Your objective:
Locate the string "iter" throughout the material and copy every line in which it occurs.
★ ★ ★
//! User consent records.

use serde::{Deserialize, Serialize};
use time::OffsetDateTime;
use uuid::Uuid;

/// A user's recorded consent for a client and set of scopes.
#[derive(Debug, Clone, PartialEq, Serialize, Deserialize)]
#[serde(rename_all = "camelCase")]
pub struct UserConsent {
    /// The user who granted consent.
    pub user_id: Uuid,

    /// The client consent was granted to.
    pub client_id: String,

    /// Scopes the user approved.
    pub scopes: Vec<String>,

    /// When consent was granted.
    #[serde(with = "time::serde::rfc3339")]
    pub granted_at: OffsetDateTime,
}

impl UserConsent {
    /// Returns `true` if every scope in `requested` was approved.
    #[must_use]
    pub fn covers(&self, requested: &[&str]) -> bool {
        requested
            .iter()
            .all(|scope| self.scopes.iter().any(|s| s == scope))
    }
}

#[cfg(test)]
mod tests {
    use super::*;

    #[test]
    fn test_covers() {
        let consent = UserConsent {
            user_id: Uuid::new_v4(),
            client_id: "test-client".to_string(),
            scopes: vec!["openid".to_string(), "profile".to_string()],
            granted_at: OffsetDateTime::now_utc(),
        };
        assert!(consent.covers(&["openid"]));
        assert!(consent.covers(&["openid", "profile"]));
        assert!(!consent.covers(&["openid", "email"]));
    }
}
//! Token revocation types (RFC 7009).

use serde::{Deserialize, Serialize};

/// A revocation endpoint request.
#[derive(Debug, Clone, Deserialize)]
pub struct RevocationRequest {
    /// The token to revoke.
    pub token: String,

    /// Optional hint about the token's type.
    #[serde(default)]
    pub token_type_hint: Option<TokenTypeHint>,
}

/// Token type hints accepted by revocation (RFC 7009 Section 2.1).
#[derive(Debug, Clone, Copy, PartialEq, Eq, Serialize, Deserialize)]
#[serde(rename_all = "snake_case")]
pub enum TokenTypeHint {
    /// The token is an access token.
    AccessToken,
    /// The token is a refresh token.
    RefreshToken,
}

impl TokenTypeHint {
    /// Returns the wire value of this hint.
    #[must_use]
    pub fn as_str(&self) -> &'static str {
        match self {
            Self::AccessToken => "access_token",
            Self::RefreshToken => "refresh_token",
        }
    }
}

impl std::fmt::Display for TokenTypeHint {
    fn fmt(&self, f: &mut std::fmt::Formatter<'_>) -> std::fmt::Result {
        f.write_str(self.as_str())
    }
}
★ ★ ★
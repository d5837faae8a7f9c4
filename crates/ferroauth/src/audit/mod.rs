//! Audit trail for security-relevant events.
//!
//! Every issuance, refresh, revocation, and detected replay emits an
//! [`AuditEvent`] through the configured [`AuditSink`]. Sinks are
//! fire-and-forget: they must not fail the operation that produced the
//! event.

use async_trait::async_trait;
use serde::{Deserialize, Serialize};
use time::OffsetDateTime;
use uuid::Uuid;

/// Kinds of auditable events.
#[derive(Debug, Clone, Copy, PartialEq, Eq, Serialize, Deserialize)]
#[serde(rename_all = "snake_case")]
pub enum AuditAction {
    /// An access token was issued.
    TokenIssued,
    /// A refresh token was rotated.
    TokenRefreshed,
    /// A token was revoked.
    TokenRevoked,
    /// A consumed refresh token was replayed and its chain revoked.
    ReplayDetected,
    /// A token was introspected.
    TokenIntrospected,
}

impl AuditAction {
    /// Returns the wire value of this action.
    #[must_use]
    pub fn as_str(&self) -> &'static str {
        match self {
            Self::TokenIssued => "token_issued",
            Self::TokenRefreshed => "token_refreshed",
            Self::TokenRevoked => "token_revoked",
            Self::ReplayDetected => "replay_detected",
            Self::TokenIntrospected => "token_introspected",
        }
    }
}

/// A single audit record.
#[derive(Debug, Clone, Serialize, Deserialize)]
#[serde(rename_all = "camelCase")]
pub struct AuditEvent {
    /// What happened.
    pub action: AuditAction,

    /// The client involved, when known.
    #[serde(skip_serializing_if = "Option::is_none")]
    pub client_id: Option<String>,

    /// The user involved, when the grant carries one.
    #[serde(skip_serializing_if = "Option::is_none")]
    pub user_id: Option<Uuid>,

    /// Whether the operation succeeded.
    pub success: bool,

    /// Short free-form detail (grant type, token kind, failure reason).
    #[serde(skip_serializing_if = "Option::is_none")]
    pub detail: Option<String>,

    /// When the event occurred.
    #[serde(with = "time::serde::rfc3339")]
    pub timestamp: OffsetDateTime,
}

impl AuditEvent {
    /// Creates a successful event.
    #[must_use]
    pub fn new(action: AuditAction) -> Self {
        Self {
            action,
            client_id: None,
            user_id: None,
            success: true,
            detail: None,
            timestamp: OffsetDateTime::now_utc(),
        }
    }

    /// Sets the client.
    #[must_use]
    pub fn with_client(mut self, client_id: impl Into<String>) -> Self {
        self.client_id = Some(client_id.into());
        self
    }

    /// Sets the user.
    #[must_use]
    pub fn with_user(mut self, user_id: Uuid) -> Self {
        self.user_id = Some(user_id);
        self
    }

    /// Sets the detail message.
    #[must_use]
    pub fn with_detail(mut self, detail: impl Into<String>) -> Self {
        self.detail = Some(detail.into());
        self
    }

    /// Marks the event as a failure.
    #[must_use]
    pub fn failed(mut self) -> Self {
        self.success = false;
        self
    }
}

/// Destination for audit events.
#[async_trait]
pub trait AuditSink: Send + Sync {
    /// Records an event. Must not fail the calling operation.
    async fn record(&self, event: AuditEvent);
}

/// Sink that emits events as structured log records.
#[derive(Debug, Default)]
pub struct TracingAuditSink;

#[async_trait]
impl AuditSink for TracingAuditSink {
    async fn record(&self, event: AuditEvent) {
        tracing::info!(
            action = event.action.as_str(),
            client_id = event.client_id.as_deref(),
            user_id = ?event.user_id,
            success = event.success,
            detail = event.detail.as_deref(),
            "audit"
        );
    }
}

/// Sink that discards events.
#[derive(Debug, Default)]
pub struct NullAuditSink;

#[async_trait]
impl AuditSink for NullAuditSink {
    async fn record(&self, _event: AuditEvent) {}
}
★ ★ ★
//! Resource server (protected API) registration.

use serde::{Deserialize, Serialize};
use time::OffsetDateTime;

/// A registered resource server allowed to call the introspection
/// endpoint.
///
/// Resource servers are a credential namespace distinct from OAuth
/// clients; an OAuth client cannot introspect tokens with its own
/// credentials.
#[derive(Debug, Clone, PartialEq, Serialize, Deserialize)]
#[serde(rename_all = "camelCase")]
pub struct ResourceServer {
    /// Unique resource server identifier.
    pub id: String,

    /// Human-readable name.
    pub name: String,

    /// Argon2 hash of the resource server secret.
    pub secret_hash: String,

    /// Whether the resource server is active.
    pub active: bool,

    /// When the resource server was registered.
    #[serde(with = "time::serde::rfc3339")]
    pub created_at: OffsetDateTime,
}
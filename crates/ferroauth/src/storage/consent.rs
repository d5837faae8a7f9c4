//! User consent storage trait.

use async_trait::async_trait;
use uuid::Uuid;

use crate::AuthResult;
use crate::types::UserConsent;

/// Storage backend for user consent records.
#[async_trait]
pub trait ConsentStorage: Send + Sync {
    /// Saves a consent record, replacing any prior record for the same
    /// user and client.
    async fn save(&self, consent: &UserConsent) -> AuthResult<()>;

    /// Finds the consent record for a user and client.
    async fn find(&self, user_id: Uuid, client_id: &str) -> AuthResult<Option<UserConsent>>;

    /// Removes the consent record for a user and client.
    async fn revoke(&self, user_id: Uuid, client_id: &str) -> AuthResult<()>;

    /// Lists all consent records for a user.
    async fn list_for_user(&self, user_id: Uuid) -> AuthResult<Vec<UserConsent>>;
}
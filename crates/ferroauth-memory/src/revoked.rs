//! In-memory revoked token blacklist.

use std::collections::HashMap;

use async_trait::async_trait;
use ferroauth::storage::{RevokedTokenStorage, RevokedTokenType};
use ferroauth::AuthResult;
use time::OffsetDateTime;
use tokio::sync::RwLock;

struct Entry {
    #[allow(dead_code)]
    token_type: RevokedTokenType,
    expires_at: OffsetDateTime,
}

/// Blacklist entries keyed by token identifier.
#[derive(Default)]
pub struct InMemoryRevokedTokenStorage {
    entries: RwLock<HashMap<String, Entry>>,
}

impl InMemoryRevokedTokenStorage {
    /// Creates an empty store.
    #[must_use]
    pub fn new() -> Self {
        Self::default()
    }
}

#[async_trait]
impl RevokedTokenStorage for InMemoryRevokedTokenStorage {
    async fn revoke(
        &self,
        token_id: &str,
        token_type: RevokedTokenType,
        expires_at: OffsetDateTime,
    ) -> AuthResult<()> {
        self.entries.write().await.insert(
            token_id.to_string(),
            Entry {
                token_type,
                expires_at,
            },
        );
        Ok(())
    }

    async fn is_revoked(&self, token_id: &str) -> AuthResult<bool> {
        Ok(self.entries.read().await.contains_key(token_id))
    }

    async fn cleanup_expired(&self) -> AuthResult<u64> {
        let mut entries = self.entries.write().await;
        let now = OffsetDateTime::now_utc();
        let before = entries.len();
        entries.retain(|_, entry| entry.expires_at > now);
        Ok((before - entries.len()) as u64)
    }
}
★ ★ ★
Response area:
            .iter()
            .all(|scope| self.scopes.iter().any(|s| s == scope))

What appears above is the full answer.